### PROBLEM TO SOLVE
The answer must consist of each line below that contains the string "Debug".

### AVAILABLE DATA

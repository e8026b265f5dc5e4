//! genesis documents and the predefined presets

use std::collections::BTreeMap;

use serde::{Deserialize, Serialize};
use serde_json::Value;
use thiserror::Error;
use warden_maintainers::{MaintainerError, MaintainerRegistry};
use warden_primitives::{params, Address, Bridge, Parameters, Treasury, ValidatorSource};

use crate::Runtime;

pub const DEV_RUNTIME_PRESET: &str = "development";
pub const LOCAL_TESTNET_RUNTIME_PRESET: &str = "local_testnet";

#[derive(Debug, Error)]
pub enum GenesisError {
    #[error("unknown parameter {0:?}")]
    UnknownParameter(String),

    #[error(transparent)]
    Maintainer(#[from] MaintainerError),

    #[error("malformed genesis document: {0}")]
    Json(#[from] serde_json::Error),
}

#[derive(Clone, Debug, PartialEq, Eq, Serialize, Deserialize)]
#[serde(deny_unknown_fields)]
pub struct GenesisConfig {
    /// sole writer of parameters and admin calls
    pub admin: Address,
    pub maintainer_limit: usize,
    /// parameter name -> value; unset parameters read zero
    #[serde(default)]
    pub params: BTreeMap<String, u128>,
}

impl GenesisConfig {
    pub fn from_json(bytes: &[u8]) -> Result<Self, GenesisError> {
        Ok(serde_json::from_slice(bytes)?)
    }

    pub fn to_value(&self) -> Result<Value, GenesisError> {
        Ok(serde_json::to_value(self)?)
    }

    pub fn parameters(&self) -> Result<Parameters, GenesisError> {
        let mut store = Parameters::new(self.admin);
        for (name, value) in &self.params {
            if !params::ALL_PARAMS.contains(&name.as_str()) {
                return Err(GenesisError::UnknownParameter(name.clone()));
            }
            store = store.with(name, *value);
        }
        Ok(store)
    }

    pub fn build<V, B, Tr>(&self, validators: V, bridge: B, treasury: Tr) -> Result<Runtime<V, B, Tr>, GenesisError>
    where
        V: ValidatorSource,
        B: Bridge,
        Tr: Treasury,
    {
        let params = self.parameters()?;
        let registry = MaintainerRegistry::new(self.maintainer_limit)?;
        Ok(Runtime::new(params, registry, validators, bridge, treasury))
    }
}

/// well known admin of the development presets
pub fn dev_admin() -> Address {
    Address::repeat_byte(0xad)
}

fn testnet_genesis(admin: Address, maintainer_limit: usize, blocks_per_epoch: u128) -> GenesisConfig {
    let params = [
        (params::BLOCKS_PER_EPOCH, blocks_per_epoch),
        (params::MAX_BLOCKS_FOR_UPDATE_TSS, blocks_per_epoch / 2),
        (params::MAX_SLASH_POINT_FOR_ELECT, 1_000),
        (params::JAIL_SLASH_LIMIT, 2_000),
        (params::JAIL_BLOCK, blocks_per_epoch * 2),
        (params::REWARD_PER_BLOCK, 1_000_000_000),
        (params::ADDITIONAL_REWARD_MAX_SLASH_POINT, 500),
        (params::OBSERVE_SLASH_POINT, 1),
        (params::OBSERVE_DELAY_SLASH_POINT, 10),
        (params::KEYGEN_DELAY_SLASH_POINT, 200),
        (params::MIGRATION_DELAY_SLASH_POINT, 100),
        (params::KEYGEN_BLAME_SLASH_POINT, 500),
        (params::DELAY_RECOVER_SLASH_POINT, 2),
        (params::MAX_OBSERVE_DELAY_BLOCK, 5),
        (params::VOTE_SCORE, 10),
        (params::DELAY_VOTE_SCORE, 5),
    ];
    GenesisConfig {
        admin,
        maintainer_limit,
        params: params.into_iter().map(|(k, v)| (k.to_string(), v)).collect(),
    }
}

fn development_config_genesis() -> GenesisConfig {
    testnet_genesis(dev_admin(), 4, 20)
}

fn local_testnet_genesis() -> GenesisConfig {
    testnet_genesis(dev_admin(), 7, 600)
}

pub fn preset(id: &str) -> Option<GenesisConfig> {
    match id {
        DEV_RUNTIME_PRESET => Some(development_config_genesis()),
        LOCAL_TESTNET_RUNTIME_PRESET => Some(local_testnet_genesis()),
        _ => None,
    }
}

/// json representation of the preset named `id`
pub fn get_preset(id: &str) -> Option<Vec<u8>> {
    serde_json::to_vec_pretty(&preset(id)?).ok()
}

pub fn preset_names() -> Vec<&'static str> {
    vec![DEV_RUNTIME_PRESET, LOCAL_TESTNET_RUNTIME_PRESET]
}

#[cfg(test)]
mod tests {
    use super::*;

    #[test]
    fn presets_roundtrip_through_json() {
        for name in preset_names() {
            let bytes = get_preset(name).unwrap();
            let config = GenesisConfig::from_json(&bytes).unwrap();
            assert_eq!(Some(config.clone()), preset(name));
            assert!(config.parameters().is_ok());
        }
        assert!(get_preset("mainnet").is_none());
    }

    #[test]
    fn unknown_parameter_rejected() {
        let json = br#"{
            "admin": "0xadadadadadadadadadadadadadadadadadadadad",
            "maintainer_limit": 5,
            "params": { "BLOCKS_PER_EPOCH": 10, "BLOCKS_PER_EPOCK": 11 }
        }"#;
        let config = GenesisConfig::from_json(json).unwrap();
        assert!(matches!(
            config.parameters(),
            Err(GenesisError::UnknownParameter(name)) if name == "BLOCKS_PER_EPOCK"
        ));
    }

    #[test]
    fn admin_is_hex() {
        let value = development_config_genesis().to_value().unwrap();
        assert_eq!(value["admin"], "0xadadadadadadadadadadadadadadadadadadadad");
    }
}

### COMPLETED TASK
#[derive(Debug, Error)]
#[derive(Clone, Debug, PartialEq, Eq, Serialize, Deserialize)]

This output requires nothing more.